**Exercise**
From the first line of the data through the line containing "pub struct PhraseRecord", return each line exactly.

**Provided information**
********************
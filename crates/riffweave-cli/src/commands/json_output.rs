//! JSON output types for machine-readable CLI output.
//!
//! These back the `--json` flag on every command. Each output carries a
//! `success` flag and, on failure, a [`JsonError`] with a stable code.

use riffweave_catalog::{CatalogSet, CellRole, ErrorCode};
use riffweave_engine::joinable::first_unjoinable;
use riffweave_engine::{Archetype, GeneratedPhrase};
use serde::{Deserialize, Serialize};

/// Error codes for CLI-level failures. Library errors pass their own codes
/// through (`CATALOG_xxx`, `PHRASE_xxx`).
pub mod error_codes {
    /// Config file could not be read
    pub const CONFIG_READ: &str = "CLI_001";
    /// Config file is not a valid generation config
    pub const CONFIG_PARSE: &str = "CLI_002";
}

/// A structured error in JSON output.
#[derive(Debug, Clone, Serialize, Deserialize, PartialEq, Eq)]
pub struct JsonError {
    /// Stable error code (e.g., "CLI_001", "PHRASE_004")
    pub code: String,
    /// Human-readable error message
    pub message: String,
}

impl JsonError {
    pub fn new(code: impl Into<String>, message: impl Into<String>) -> Self {
        Self {
            code: code.into(),
            message: message.into(),
        }
    }

    /// Builds a JSON error from any coded library error.
    pub fn from_coded<E: ErrorCode>(err: &E) -> Self {
        Self::new(err.code(), err.message())
    }
}

/// One generated phrase.
#[derive(Debug, Clone, Serialize, Deserialize, PartialEq, Eq)]
pub struct PhraseRecord {
    pub archetype: String,
    pub key: String,
    /// Note count
    pub length: usize,
    /// Absolute pitches (`octave * 12 + pitch_class`)
    pub pitches: Vec<i32>,
    /// Names spelled in the key's sharp/flat convention
    pub names: Vec<String>,
    pub attempts: u32,
    /// `long` or `short`, for scheduled archetypes
    #[serde(skip_serializing_if = "Option::is_none")]
    pub form: Option<String>,
}

impl From<&GeneratedPhrase> for PhraseRecord {
    fn from(phrase: &GeneratedPhrase) -> Self {
        Self {
            archetype: phrase.archetype.id().to_string(),
            key: phrase.key.name().to_string(),
            length: phrase.len(),
            pitches: phrase.notes.iter().map(|n| n.absolute_pitch()).collect(),
            names: phrase.names(),
            attempts: phrase.attempts,
            form: phrase.form.map(|f| f.name().to_string()),
        }
    }
}

/// Output of `riffweave generate --json`.
#[derive(Debug, Clone, Serialize, Deserialize, PartialEq, Eq)]
pub struct GenerateOutput {
    pub success: bool,
    /// BLAKE3 hash of the loaded catalog content
    #[serde(skip_serializing_if = "Option::is_none")]
    pub catalog_hash: Option<String>,
    pub seed: u64,
    pub phrases: Vec<PhraseRecord>,
    #[serde(skip_serializing_if = "Option::is_none")]
    pub error: Option<JsonError>,
}

/// One row of the archetype table.
#[derive(Debug, Clone, Serialize, Deserialize, PartialEq, Eq)]
pub struct ArchetypeRecord {
    pub id: String,
    pub lengths: Vec<usize>,
    pub transposition: String,
    #[serde(skip_serializing_if = "Option::is_none")]
    pub cadence_pool: Option<String>,
    pub roles: Vec<String>,
}

impl From<Archetype> for ArchetypeRecord {
    fn from(archetype: Archetype) -> Self {
        let def = archetype.def();
        Self {
            id: archetype.id().to_string(),
            lengths: def.accepted_lengths.to_vec(),
            transposition: def.transposition.describe(),
            cadence_pool: def.cadence_pool.map(|r| r.name().to_string()),
            roles: role_names(archetype.required_roles()),
        }
    }
}

/// Output of `riffweave list --json`.
#[derive(Debug, Clone, Serialize, Deserialize, PartialEq, Eq)]
pub struct ListOutput {
    pub archetypes: Vec<ArchetypeRecord>,
}

/// Catalog coverage for one archetype.
#[derive(Debug, Clone, Serialize, Deserialize, PartialEq, Eq)]
pub struct ArchetypeCoverage {
    pub id: String,
    pub ready: bool,
    #[serde(skip_serializing_if = "Vec::is_empty")]
    pub missing: Vec<String>,
    #[serde(skip_serializing_if = "Vec::is_empty")]
    pub empty: Vec<String>,
    /// First role with no cell that can join the phrase built so far
    #[serde(skip_serializing_if = "Option::is_none")]
    pub unjoinable: Option<String>,
}

impl ArchetypeCoverage {
    /// Coverage of `archetype`'s required roles in `catalogs`.
    pub fn of(archetype: Archetype, catalogs: &CatalogSet) -> Self {
        let mut missing = Vec::new();
        let mut empty = Vec::new();
        for role in archetype.required_roles() {
            match catalogs.get(role) {
                Ok(catalog) if catalog.is_empty() => empty.push(role),
                Ok(_) => {}
                Err(_) => missing.push(role),
            }
        }
        let unjoinable = if missing.is_empty() && empty.is_empty() {
            first_unjoinable(archetype, catalogs)
        } else {
            None
        };
        Self {
            id: archetype.id().to_string(),
            ready: missing.is_empty() && empty.is_empty() && unjoinable.is_none(),
            missing: role_names(missing),
            empty: role_names(empty),
            unjoinable: unjoinable.map(|r| r.name().to_string()),
        }
    }
}

/// Output of `riffweave check --json`.
#[derive(Debug, Clone, Serialize, Deserialize, PartialEq, Eq)]
pub struct CheckOutput {
    pub success: bool,
    #[serde(skip_serializing_if = "Option::is_none")]
    pub catalog_hash: Option<String>,
    pub roles: usize,
    pub cells: usize,
    pub archetypes: Vec<ArchetypeCoverage>,
    #[serde(skip_serializing_if = "Option::is_none")]
    pub error: Option<JsonError>,
}

fn role_names(roles: Vec<CellRole>) -> Vec<String> {
    roles.into_iter().map(|r| r.name().to_string()).collect()
}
********************
**Task solution**
filename crates/riffweave-cli/src/commands/json_output.rs
//! JSON output types for machine-readable CLI output.
//!
//! These back the `--json` flag on every command. Each output carries a
//! `success` flag and, on failure, a [`JsonError`] with a stable code.

use riffweave_catalog::{CatalogSet, CellRole, ErrorCode};
use riffweave_engine::joinable::first_unjoinable;
use riffweave_engine::{Archetype, GeneratedPhrase};
use serde::{Deserialize, Serialize};

/// Error codes for CLI-level failures. Library errors pass their own codes
/// through (`CATALOG_xxx`, `PHRASE_xxx`).
pub mod error_codes {
    /// Config file could not be read
    pub const CONFIG_READ: &str = "CLI_001";
    /// Config file is not a valid generation config
    pub const CONFIG_PARSE: &str = "CLI_002";
}

/// A structured error in JSON output.
#[derive(Debug, Clone, Serialize, Deserialize, PartialEq, Eq)]
pub struct JsonError {
    /// Stable error code (e.g., "CLI_001", "PHRASE_004")
    pub code: String,
    /// Human-readable error message
    pub message: String,
}

impl JsonError {
    pub fn new(code: impl Into<String>, message: impl Into<String>) -> Self {
        Self {
            code: code.into(),
            message: message.into(),
        }
    }

    /// Builds a JSON error from any coded library error.
    pub fn from_coded<E: ErrorCode>(err: &E) -> Self {
        Self::new(err.code(), err.message())
    }
}

/// One generated phrase.
#[derive(Debug, Clone, Serialize, Deserialize, PartialEq, Eq)]
pub struct PhraseRecord {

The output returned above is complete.